One thing is for certain, children, regardless of their age, need a time and place to say goodbye to a loved one. They need loving parents and adults around them who will allow them to cry, or not cry, as they see fit. They may be confused, angry or even seemingly indifferent. They may simply just want to remember the loved one with stories. Children who are grieving simply need to know they are not alone. Including children in the rituals of death, from Funerals in Fairfield CA to the graveside service or the visitation at the funeral home is vital to how they will face future losses.

Children are sponges from a very young age, soaking in all that is around them. In simple, age-appropriate terms, explain to them while funerals are a time of sadness, they are also a ritual our society goes through to show respect for the person who has died and for the family and friends who loved them to come together and comfort one another. It’s a time to say goodbye to that person, even if they can’t physically hear us in person. It’s also a perfect time to explain any religious or spiritual significance your family places on death and the afterlife.
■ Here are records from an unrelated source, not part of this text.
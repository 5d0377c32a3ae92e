//! Episode lifecycle tests: scripted backends for the state machine rules,
//! and a real-filesystem run for the patch/read/test loop.

use std::cell::RefCell;
use std::collections::VecDeque;
use std::fs;
use std::path::Path;
use std::time::Duration;

use engine::core::exec::ExecOutcome;
use engine::episode::{EngineError, Episode};
use engine::io::config::EngineConfig;
use engine::io::local::LocalSandbox;
use engine::io::sandbox::{Sandbox, SandboxError};

fn test_run_outcome(summary: &str, exit_code: i32) -> ExecOutcome {
    let mut outcome = ExecOutcome::failure("");
    outcome.ok = exit_code == 0;
    outcome.exit_code = exit_code;
    outcome.stdout = summary.to_string();
    outcome.stderr = String::new();
    outcome
}

/// Backend with a queue of scripted test-run outcomes; other commands
/// succeed silently.
struct ScriptedSandbox {
    test_runs: RefCell<VecDeque<ExecOutcome>>,
}

impl ScriptedSandbox {
    fn new(test_runs: Vec<ExecOutcome>) -> Self {
        Self {
            test_runs: RefCell::new(test_runs.into()),
        }
    }
}

impl Sandbox for ScriptedSandbox {
    fn run(
        &self,
        _argv: &[String],
        _root: &Path,
        _timeout: Duration,
    ) -> Result<ExecOutcome, SandboxError> {
        Ok(ExecOutcome::file_view(""))
    }

    fn run_tests(&self, _root: &Path, _timeout: Duration) -> Result<ExecOutcome, SandboxError> {
        Ok(self
            .test_runs
            .borrow_mut()
            .pop_front()
            .unwrap_or_else(|| test_run_outcome("0 passed, 1 failed", 1)))
    }

    fn read_file(
        &self,
        _path: &str,
        _root: &Path,
        _timeout: Duration,
    ) -> Result<ExecOutcome, SandboxError> {
        Ok(ExecOutcome::file_view("contents"))
    }

    fn apply_diff(
        &self,
        _diff: &str,
        _root: &Path,
        _timeout: Duration,
    ) -> Result<ExecOutcome, SandboxError> {
        Ok(ExecOutcome::file_view(""))
    }
}

fn write_task(tasks_root: &Path, name: &str, patches: usize) {
    let dir = tasks_root.join(name);
    fs::create_dir_all(dir.join("src")).expect("mkdir");
    fs::write(dir.join("src/solution.py"), "pass\n").expect("write solution");
    let entries: Vec<String> = (0..patches)
        .map(|i| format!(r#"{{"diff": "patch-{i}"}}"#))
        .collect();
    fs::write(dir.join("patches.json"), format!("[{}]", entries.join(","))).expect("write patches");
}

#[test]
fn best_pass_rate_is_monotonic_and_resets() {
    let temp = tempfile::tempdir().expect("tempdir");
    write_task(temp.path(), "bugfix_1", 1);

    let sandbox = ScriptedSandbox::new(vec![
        test_run_outcome("2 passed, 2 failed", 1),
        test_run_outcome("1 passed, 3 failed", 1),
        test_run_outcome("3 passed, 1 failed", 1),
    ]);
    let mut episode = Episode::new(sandbox, EngineConfig::default(), temp.path(), "bugfix_1")
        .with_workspace_base(temp.path().join("ws"));

    let obs = episode.reset().expect("reset");
    assert_eq!(obs.best_pass_rate, 0.0);

    // run-tests is action index 1 for a one-patch task
    let (obs, _, _, _) = episode.step(1).expect("step");
    assert_eq!(obs.last_pass_rate, 0.5);
    assert_eq!(obs.best_pass_rate, 0.5);

    let (obs, _, _, _) = episode.step(1).expect("step");
    assert_eq!(obs.last_pass_rate, 0.25);
    assert_eq!(obs.best_pass_rate, 0.5);

    let (obs, _, _, _) = episode.step(1).expect("step");
    assert_eq!(obs.last_pass_rate, 0.75);
    assert_eq!(obs.best_pass_rate, 0.75);

    let obs = episode.reset().expect("reset");
    assert_eq!(obs.best_pass_rate, 0.0);
    assert_eq!(obs.last_pass_rate, 0.0);
    assert_eq!(obs.step, 0);
}

#[test]
fn step_budget_forces_done_even_for_apply_patch() {
    let temp = tempfile::tempdir().expect("tempdir");
    write_task(temp.path(), "bugfix_1", 1);

    let config = EngineConfig {
        max_steps: 2,
        ..EngineConfig::default()
    };
    let mut episode = Episode::new(ScriptedSandbox::new(vec![]), config, temp.path(), "bugfix_1")
        .with_workspace_base(temp.path().join("ws"));

    episode.reset().expect("reset");
    let (_, _, done, _) = episode.step(0).expect("apply");
    assert!(!done);
    let (_, _, done, info) = episode.step(0).expect("apply");
    assert!(done);
    assert!(info.done);
}

#[test]
fn perfect_test_run_terminates_without_stop_action() {
    let temp = tempfile::tempdir().expect("tempdir");
    write_task(temp.path(), "bugfix_1", 1);

    let sandbox = ScriptedSandbox::new(vec![test_run_outcome("4 passed, 0 failed", 0)]);
    let mut episode = Episode::new(sandbox, EngineConfig::default(), temp.path(), "bugfix_1")
        .with_workspace_base(temp.path().join("ws"));

    episode.reset().expect("reset");
    let (obs, reward, done, _) = episode.step(1).expect("run tests");
    assert!(done);
    assert_eq!(obs.last_pass_rate, 1.0);
    assert!(reward > 0.9);
}

#[test]
fn unreadable_summary_falls_back_to_exit_code() {
    let temp = tempfile::tempdir().expect("tempdir");
    write_task(temp.path(), "bugfix_1", 1);

    let sandbox = ScriptedSandbox::new(vec![
        test_run_outcome("no recognizable summary", 0),
        test_run_outcome("still nothing here", 2),
    ]);
    let mut episode = Episode::new(sandbox, EngineConfig::default(), temp.path(), "bugfix_1")
        .with_workspace_base(temp.path().join("ws"));

    episode.reset().expect("reset");
    let (obs, _, done, _) = episode.step(1).expect("run tests");
    assert_eq!(obs.last_pass_rate, 1.0);
    assert!(done);

    episode.reset().expect("reset");
    let (obs, _, _, _) = episode.step(1).expect("run tests");
    assert_eq!(obs.last_pass_rate, 0.0);
}

#[test]
fn invalid_actions_error_before_dispatch() {
    let temp = tempfile::tempdir().expect("tempdir");
    write_task(temp.path(), "bugfix_1", 2);

    let mut episode = Episode::new(
        ScriptedSandbox::new(vec![]),
        EngineConfig::default(),
        temp.path(),
        "bugfix_1",
    )
    .with_workspace_base(temp.path().join("ws"));

    let obs = episode.reset().expect("reset");
    assert_eq!(obs.action_size, 5);
    let err = episode.step(17).expect_err("out of range");
    assert!(matches!(err, EngineError::InvalidAction { .. }));
}

/// Real filesystem end-to-end: the patch genuinely rewrites the workspace
/// file and the "test suite" genuinely inspects it.
mod end_to_end {
    use super::*;

    const SEED_CONTENT: &str = "hello\n";
    const FIX_DIFF: &str = "--- a/greeting.txt\n+++ b/greeting.txt\n@@ -1 +1 @@\n-hello\n+goodbye\n";

    /// Applies and reads through the confined executor; the test-suite
    /// command checks the patched file for real.
    struct GrepSuiteSandbox {
        local: LocalSandbox,
    }

    impl Sandbox for GrepSuiteSandbox {
        fn run(
            &self,
            argv: &[String],
            root: &Path,
            timeout: Duration,
        ) -> Result<ExecOutcome, SandboxError> {
            self.local.run(argv, root, timeout)
        }

        fn run_tests(&self, root: &Path, timeout: Duration) -> Result<ExecOutcome, SandboxError> {
            let argv: Vec<String> = [
                "sh",
                "-c",
                "if grep -q goodbye greeting.txt; then echo '1 passed, 0 failed'; \
                 else echo '0 passed, 1 failed'; exit 1; fi",
            ]
            .iter()
            .map(|s| s.to_string())
            .collect();
            self.local.run(&argv, root, timeout)
        }

        fn read_file(
            &self,
            path: &str,
            root: &Path,
            timeout: Duration,
        ) -> Result<ExecOutcome, SandboxError> {
            self.local.read_file(path, root, timeout)
        }

        fn apply_diff(
            &self,
            diff: &str,
            root: &Path,
            timeout: Duration,
        ) -> Result<ExecOutcome, SandboxError> {
            self.local.apply_diff(diff, root, timeout)
        }
    }

    fn write_greeting_task(tasks_root: &Path) {
        let dir = tasks_root.join("fix_greeting");
        fs::create_dir_all(&dir).expect("mkdir");
        fs::write(dir.join("greeting.txt"), SEED_CONTENT).expect("write seed");
        let patches = serde_json::json!([{ "diff": FIX_DIFF, "id": "fix-greeting" }]);
        fs::write(dir.join("patches.json"), patches.to_string()).expect("write patches");
    }

    #[test]
    fn apply_then_test_reaches_full_pass_rate() {
        let temp = tempfile::tempdir().expect("tempdir");
        write_greeting_task(temp.path());

        let config = EngineConfig {
            reference_path: "greeting.txt".to_string(),
            ..EngineConfig::default()
        };
        let sandbox = GrepSuiteSandbox {
            local: LocalSandbox::default(),
        };
        let mut episode = Episode::new(sandbox, config, temp.path(), "fix_greeting")
            .with_workspace_base(temp.path().join("ws"));

        episode.reset().expect("reset");
        let mut total = 0.0;

        // Failing baseline run.
        let (obs, reward, done, _) = episode.step(1).expect("run tests");
        total += reward;
        assert!(!done);
        assert_eq!(obs.last_pass_rate, 0.0);

        // Reading the reference file shows the unpatched content.
        let (obs, reward, _, info) = episode.step(2).expect("read file");
        total += reward;
        assert!(info.message.contains("hello"));
        assert!(obs.last_message.contains("hello"));

        // Apply the fixing patch, then re-run the suite.
        let (_, reward, done, _) = episode.step(0).expect("apply patch");
        total += reward;
        assert!(!done);

        let (obs, reward, done, info) = episode.step(1).expect("run tests");
        total += reward;
        assert!(done);
        assert_eq!(obs.last_pass_rate, 1.0);
        assert_eq!(obs.best_pass_rate, 1.0);
        assert!(info.message.contains("1 passed, 0 failed"));

        // The pass-rate reward dominates the per-call and time penalties.
        let penalty_baseline = -4.0 * episode.config().tool_call_penalty;
        assert!(total > penalty_baseline);
        assert!(total > 0.5);

        // The seed tree is untouched; only the workspace was patched.
        let seed = fs::read_to_string(temp.path().join("fix_greeting/greeting.txt")).expect("read");
        assert_eq!(seed, SEED_CONTENT);

        episode.close();
    }
}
Children will lead the way in showing adults how much grieving they are capable of conducting. As far as actual ages where experts advise it’s conducive to take a child, the guideline is to leave infants at home. Children aged 3-6 are only just beginning to understand death and do not truly understand its permanence. While they can certainly be taken to funerals, understand they may be come bored with the proceedings. Do not take this personally. Children over the age of seven understand the permanence and should be given the choice of attending.